Give back every line of the material below that has the string "NaiveDateTime".

# Data listing
=== Begin Enclosure ===

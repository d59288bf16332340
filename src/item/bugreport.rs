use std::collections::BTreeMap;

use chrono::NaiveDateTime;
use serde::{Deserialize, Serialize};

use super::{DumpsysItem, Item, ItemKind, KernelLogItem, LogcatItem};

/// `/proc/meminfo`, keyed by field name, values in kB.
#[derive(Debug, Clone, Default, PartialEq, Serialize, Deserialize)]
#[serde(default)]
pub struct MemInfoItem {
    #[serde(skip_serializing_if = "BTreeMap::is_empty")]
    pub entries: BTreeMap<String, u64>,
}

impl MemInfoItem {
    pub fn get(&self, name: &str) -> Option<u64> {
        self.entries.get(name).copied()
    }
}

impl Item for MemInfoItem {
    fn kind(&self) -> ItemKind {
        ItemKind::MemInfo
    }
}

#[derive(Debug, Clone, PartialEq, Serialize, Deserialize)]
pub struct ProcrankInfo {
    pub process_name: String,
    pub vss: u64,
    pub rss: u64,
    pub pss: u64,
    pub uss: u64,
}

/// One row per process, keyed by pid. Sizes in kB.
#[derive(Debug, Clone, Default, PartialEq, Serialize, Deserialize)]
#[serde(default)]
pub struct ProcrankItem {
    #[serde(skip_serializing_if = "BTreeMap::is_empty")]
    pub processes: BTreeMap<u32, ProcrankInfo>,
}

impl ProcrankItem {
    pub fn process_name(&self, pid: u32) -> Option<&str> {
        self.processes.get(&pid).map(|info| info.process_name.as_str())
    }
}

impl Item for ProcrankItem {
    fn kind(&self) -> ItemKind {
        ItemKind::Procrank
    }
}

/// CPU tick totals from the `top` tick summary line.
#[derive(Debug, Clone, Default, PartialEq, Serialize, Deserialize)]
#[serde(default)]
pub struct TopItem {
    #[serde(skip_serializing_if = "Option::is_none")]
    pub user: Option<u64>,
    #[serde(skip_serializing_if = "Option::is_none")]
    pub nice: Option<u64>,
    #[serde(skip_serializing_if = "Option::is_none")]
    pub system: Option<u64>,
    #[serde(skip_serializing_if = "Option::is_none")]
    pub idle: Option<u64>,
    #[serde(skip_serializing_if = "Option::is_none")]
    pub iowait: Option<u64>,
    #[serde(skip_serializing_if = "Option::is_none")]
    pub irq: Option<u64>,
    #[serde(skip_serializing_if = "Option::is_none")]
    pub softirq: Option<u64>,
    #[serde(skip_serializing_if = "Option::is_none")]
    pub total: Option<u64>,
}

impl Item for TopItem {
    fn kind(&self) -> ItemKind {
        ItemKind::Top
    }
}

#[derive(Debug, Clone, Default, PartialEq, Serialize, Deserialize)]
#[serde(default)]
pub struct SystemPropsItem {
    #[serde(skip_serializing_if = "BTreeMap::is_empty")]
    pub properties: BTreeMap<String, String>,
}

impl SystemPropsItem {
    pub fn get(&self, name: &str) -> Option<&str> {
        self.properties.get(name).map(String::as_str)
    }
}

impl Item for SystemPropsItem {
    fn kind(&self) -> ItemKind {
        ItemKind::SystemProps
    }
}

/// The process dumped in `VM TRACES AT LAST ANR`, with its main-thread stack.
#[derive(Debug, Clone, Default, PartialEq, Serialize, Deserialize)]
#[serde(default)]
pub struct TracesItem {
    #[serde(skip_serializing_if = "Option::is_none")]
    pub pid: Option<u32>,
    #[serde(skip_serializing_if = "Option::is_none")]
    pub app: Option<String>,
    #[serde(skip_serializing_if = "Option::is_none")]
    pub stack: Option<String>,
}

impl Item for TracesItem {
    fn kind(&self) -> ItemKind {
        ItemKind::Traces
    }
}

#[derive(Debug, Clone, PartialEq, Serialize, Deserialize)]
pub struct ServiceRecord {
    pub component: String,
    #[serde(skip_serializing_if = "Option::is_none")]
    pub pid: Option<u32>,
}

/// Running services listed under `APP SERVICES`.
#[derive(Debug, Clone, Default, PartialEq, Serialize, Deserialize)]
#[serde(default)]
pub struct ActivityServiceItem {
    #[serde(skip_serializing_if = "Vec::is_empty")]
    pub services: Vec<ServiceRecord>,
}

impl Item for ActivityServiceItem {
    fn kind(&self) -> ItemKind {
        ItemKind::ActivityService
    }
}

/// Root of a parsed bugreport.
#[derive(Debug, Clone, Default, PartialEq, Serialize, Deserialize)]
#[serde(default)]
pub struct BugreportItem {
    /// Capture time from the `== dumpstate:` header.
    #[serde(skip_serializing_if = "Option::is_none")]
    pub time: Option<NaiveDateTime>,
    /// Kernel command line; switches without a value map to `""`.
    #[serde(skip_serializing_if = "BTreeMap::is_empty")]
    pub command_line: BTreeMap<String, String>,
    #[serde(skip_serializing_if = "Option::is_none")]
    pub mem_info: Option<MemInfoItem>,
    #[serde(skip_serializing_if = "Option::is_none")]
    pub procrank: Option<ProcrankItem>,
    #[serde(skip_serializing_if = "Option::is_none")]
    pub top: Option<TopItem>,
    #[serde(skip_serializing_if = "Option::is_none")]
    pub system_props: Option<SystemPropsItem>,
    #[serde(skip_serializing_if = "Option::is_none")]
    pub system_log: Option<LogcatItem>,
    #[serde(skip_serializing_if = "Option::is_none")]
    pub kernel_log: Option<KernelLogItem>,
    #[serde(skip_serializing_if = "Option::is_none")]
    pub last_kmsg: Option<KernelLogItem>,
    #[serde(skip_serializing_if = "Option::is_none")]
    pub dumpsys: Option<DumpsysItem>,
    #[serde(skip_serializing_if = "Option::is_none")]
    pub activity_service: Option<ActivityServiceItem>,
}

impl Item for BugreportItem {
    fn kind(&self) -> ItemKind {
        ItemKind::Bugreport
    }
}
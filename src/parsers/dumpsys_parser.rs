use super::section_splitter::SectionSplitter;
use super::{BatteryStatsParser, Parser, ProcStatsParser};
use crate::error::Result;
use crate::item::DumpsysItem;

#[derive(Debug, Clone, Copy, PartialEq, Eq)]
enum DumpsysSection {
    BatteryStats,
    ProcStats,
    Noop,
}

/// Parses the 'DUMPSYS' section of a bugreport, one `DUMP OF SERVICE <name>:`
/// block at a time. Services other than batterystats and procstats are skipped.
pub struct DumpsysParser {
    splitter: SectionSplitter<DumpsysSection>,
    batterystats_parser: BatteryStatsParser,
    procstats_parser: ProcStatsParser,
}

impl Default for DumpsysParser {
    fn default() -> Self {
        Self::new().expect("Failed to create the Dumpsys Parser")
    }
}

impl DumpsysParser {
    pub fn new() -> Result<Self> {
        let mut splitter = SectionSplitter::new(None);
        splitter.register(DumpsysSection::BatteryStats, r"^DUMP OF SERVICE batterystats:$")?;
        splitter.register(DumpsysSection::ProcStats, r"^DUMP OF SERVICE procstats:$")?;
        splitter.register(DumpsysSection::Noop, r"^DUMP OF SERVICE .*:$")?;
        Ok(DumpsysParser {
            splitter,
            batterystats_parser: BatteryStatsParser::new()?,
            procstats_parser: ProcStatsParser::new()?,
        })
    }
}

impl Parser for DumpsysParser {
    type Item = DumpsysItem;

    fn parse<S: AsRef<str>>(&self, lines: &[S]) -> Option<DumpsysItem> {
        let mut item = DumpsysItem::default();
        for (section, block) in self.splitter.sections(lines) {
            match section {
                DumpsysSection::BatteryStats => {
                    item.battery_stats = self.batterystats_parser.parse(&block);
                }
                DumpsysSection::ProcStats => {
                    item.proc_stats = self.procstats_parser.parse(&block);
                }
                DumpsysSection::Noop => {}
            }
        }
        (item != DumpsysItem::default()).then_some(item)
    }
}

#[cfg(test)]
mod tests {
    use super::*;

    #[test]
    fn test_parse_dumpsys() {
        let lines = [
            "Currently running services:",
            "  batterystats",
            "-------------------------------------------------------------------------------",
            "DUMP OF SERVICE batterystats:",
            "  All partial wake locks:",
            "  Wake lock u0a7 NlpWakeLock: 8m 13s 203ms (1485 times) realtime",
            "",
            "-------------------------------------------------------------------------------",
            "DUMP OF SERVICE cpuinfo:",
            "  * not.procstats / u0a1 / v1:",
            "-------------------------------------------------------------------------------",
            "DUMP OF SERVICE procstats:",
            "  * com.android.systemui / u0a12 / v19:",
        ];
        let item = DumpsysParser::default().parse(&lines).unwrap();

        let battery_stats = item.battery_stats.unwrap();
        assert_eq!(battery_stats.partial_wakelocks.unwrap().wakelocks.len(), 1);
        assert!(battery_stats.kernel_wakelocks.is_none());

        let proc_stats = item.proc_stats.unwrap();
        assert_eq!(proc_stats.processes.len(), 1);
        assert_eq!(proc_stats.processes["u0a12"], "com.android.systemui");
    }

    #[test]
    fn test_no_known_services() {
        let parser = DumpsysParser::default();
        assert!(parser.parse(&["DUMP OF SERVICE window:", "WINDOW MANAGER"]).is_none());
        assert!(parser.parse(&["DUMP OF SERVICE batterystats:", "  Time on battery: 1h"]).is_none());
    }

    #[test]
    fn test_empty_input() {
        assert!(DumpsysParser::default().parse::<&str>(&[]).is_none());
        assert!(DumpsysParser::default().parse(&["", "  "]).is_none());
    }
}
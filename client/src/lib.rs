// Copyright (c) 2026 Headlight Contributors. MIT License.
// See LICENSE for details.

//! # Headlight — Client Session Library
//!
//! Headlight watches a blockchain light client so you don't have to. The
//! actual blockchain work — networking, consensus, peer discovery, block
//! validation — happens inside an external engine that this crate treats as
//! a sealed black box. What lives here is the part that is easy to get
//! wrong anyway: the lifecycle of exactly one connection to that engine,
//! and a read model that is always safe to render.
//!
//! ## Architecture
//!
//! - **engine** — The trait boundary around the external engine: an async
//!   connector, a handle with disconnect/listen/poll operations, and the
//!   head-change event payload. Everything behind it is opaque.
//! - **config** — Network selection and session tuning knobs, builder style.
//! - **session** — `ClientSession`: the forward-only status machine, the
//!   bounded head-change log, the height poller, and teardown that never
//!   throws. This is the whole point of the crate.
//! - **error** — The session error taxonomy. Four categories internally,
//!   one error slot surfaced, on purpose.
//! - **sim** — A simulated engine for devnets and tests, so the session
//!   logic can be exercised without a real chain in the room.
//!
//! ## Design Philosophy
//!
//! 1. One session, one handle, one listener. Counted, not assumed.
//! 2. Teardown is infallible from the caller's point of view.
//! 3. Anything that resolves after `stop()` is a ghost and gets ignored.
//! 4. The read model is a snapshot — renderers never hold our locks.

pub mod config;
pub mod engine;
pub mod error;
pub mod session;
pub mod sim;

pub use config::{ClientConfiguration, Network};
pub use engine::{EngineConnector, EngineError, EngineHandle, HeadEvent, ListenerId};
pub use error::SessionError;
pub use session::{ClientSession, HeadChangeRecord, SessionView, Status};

=== End Enclosure ===

# Exercise response
use chrono::NaiveDateTime;
    pub time: Option<NaiveDateTime>,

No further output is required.